Bialek notes that the best way to achieve this is to “use inputs in inverse proportion to their noise levels.” By noise, he means the fluctuation in concentration around the mean. Bialek says this is exactly how we communicate — i.e., we avoid using words we can’t spell or, when speaking a foreign language, we steer clear of grammar that we might use incorrectly. Bialek reports that this is what occurs in the developing fly embryo: “Thus optimization of information transmission predicts a match between the positional noise levels and the distribution of cell positions, and this match is sufficiently good that it brings the embryo within 2 percent of the optimum.” Indeed, after analysis, the concentrations of the inputs appear optimized: “Somehow the signal and noise (and even the covariances) of all four gap genes conspire to generate nearly constant precision.”
In Summary
The optimization of information flow in biological systems (meaning the information flow from the maternal inputs, through the gap gene network and then the pair-rule genes, resulting in the cell’s capacity to measure its position at the 1 percent accuracy level) is not just a fascinating area of study. It’s also a powerful demonstration of how assuming optimality — the best design possible — can provide deep insights into the complexity of life.

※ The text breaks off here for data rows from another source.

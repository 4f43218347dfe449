use std::{iter::Peekable, str::CharIndices};

use crate::diagnostics::{Diagnostic, DiagnosticKind, SourceSpan};

#[derive(Debug, Clone, PartialEq, Eq)]
pub enum Keyword {
    Var,
    Mut,
    Const,
    Fn,
    If,
    Else,
    When,
    Loop,
    While,
    For,
    In,
    Break,
    Continue,
    Return,
    True,
    False,
    None,
    This,
}

#[derive(Debug, Clone, PartialEq, Eq)]
pub enum TokenKind {
    Identifier,
    Number,
    String,
    Keyword(Keyword),
    LParen,
    RParen,
    LBrace,
    RBrace,
    LBracket,
    RBracket,
    Comma,
    Dot,
    Colon,
    Semicolon,
    Arrow,
    Assign,
    Plus,
    Minus,
    Star,
    Slash,
    Percent,
    Pipe,
    DoubleAmpersand,
    DoublePipe,
    Bang,
    BangEqual,
    EqualEqual,
    Less,
    LessEqual,
    Greater,
    GreaterEqual,
    Eof,
}

/// A token. For strings `lexeme` holds the unescaped contents; for
/// everything else it is the source slice.
#[derive(Debug, Clone)]
pub struct Token {
    pub kind: TokenKind,
    pub lexeme: String,
    pub span: SourceSpan,
}

pub struct Lexer<'a> {
    source: &'a str,
    chars: Peekable<CharIndices<'a>>,
}

impl<'a> Lexer<'a> {
    pub fn new(source: &'a str) -> Self {
        Self {
            source,
            chars: source.char_indices().peekable(),
        }
    }

    /// Splits the whole source. The last token is always `Eof`.
    pub fn tokenize(mut self) -> Result<Vec<Token>, Diagnostic> {
        let mut tokens = Vec::new();
        while let Some(token) = self.next_token()? {
            tokens.push(token);
        }
        let end = self.source.len();
        tokens.push(Token {
            kind: TokenKind::Eof,
            lexeme: String::new(),
            span: SourceSpan::new(end, end),
        });
        Ok(tokens)
    }

    fn offset(&mut self) -> usize {
        self.chars
            .peek()
            .map_or(self.source.len(), |&(idx, _)| idx)
    }

    fn rest(&mut self) -> &'a str {
        let source = self.source;
        &source[self.offset()..]
    }

    fn eat(&mut self, expected: char) -> bool {
        self.chars.next_if(|&(_, ch)| ch == expected).is_some()
    }

    fn eat_while(&mut self, mut predicate: impl FnMut(char) -> bool) {
        while self.chars.next_if(|&(_, ch)| predicate(ch)).is_some() {}
    }

    fn either(&mut self, second: char, joined: TokenKind, single: TokenKind) -> TokenKind {
        if self.eat(second) {
            joined
        } else {
            single
        }
    }

    fn next_token(&mut self) -> Result<Option<Token>, Diagnostic> {
        use self::TokenKind as Tk;

        self.skip_trivia()?;
        let Some((start, ch)) = self.chars.next() else {
            return Ok(None);
        };

        let kind = match ch {
            _ if ch.is_ascii_alphabetic() || ch == '_' => {
                self.eat_while(continues_identifier);
                let end = self.offset();
                keyword_for(&self.source[start..end]).unwrap_or(Tk::Identifier)
            }
            '0'..='9' => {
                self.number();
                Tk::Number
            }
            '"' | '\'' => return self.string(start, ch).map(Some),
            '(' => Tk::LParen,
            ')' => Tk::RParen,
            '{' => Tk::LBrace,
            '}' => Tk::RBrace,
            '[' => Tk::LBracket,
            ']' => Tk::RBracket,
            ',' => Tk::Comma,
            '.' => Tk::Dot,
            ':' => Tk::Colon,
            ';' => Tk::Semicolon,
            '+' => Tk::Plus,
            '*' => Tk::Star,
            '/' => Tk::Slash,
            '%' => Tk::Percent,
            '-' => self.either('>', Tk::Arrow, Tk::Minus),
            '=' => self.either('=', Tk::EqualEqual, Tk::Assign),
            '!' => self.either('=', Tk::BangEqual, Tk::Bang),
            '<' => self.either('=', Tk::LessEqual, Tk::Less),
            '>' => self.either('=', Tk::GreaterEqual, Tk::Greater),
            '|' => self.either('|', Tk::DoublePipe, Tk::Pipe),
            '&' if self.eat('&') => Tk::DoubleAmpersand,
            other => {
                let span = SourceSpan::new(start, start + other.len_utf8());
                return Err(Diagnostic::new(
                    DiagnosticKind::Lexer,
                    format!("unexpected character `{other}`"),
                )
                .with_span(span));
            }
        };

        let end = self.offset();
        Ok(Some(Token {
            kind,
            lexeme: self.source[start..end].to_string(),
            span: SourceSpan::new(start, end),
        }))
    }

    fn skip_trivia(&mut self) -> Result<(), Diagnostic> {
        loop {
            self.eat_while(char::is_whitespace);
            let rest = self.rest();
            if rest.starts_with("//") {
                self.eat_while(|ch| ch != '\n');
            } else if rest.starts_with("/*") {
                self.block_comment()?;
            } else {
                return Ok(());
            }
        }
    }

    /// Block comments nest.
    fn block_comment(&mut self) -> Result<(), Diagnostic> {
        let start = self.offset();
        self.chars.nth(1);
        let mut depth = 1usize;
        while let Some((_, ch)) = self.chars.next() {
            match ch {
                '/' if self.eat('*') => depth += 1,
                '*' if self.eat('/') => {
                    depth -= 1;
                    if depth == 0 {
                        return Ok(());
                    }
                }
                _ => {}
            }
        }
        Err(Diagnostic::new(DiagnosticKind::Lexer, "unterminated block comment")
            .with_span(SourceSpan::new(start, self.source.len())))
    }

    /// Digits with optional `_` separators, a fraction and an exponent. A dot
    /// only starts a fraction when a digit follows it.
    fn number(&mut self) {
        let digits = |ch: char| ch.is_ascii_digit() || ch == '_';
        self.eat_while(digits);

        let rest = self.rest();
        if rest.starts_with('.') && rest[1..].starts_with(|ch: char| ch.is_ascii_digit()) {
            self.chars.next();
            self.eat_while(digits);
        }
        if self.chars.next_if(|&(_, ch)| ch == 'e' || ch == 'E').is_some() {
            self.chars.next_if(|&(_, ch)| ch == '+' || ch == '-');
            self.eat_while(|ch| ch.is_ascii_digit());
        }
    }

    fn string(&mut self, start: usize, quote: char) -> Result<Token, Diagnostic> {
        let mut value = String::new();
        while let Some((idx, ch)) = self.chars.next() {
            match ch {
                _ if ch == quote => {
                    return Ok(Token {
                        kind: TokenKind::String,
                        lexeme: value,
                        span: SourceSpan::new(start, idx + 1),
                    });
                }
                '\\' => match self.chars.next() {
                    Some((_, 'n')) => value.push('\n'),
                    Some((_, 'r')) => value.push('\r'),
                    Some((_, 't')) => value.push('\t'),
                    Some((_, escaped)) => value.push(escaped),
                    None => break,
                },
                _ => value.push(ch),
            }
        }
        Err(
            Diagnostic::new(DiagnosticKind::Lexer, "unterminated string literal")
                .with_span(SourceSpan::new(start, self.source.len())),
        )
    }
}

fn continues_identifier(ch: char) -> bool {
    ch.is_alphanumeric() || ch == '_'
}

fn keyword_for(ident: &str) -> Option<TokenKind> {
    use self::Keyword as Kw;
    let keyword = match ident {
        "var" => Kw::Var,
        "mut" => Kw::Mut,
        "const" => Kw::Const,
        "fn" => Kw::Fn,
        "if" => Kw::If,
        "else" => Kw::Else,
        "when" => Kw::When,
        "loop" => Kw::Loop,
        "while" => Kw::While,
        "for" => Kw::For,
        "in" => Kw::In,
        "break" => Kw::Break,
        "continue" => Kw::Continue,
        "return" => Kw::Return,
        "true" => Kw::True,
        "false" => Kw::False,
        "none" => Kw::None,
        "this" => Kw::This,
        _ => return None,
    };
    Some(TokenKind::Keyword(keyword))
}

/// Whether `name` can be declared as a binding: identifier syntax, not a keyword.
pub fn is_identifier(name: &str) -> bool {
    let mut chars = name.chars();
    match chars.next() {
        Some(first) if first.is_ascii_alphabetic() || first == '_' => {}
        _ => return false,
    }
    chars.all(continues_identifier) && keyword_for(name).is_none()
}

Bialek’s findings have implications for theories about origins, namely evolution and design. For example, Bialek’s demonstration that optimization is present in fruit fly development requires evolutionary biology to demonstrate that the mechanism of random mutation and natural selection can push to such optima. Bialek himself surmises that this is the case. But strong evidence already exists that evolution neither has the time nor the creativity to explore the degrees of freedom necessary to arrive at such optima (here, here, here).
Design and engineering, on the other hand, present a compelling alternative. Designers, by their nature, operate with foresight and intent, qualities that seem necessary for achieving optimized systems. And we know optimality is something designers can achieve, because they operate outside the system with a greater understanding of the goals and with the ability to use mathematical abstractions. Ultimately, the scientific community must remain open to whichever theory best aligns with the data, allowing evidence, rather than preconceptions, to guide the debate. I hope Bialek’s work challenges us all to reconsider the mechanisms behind the remarkable optimality observed in biological systems.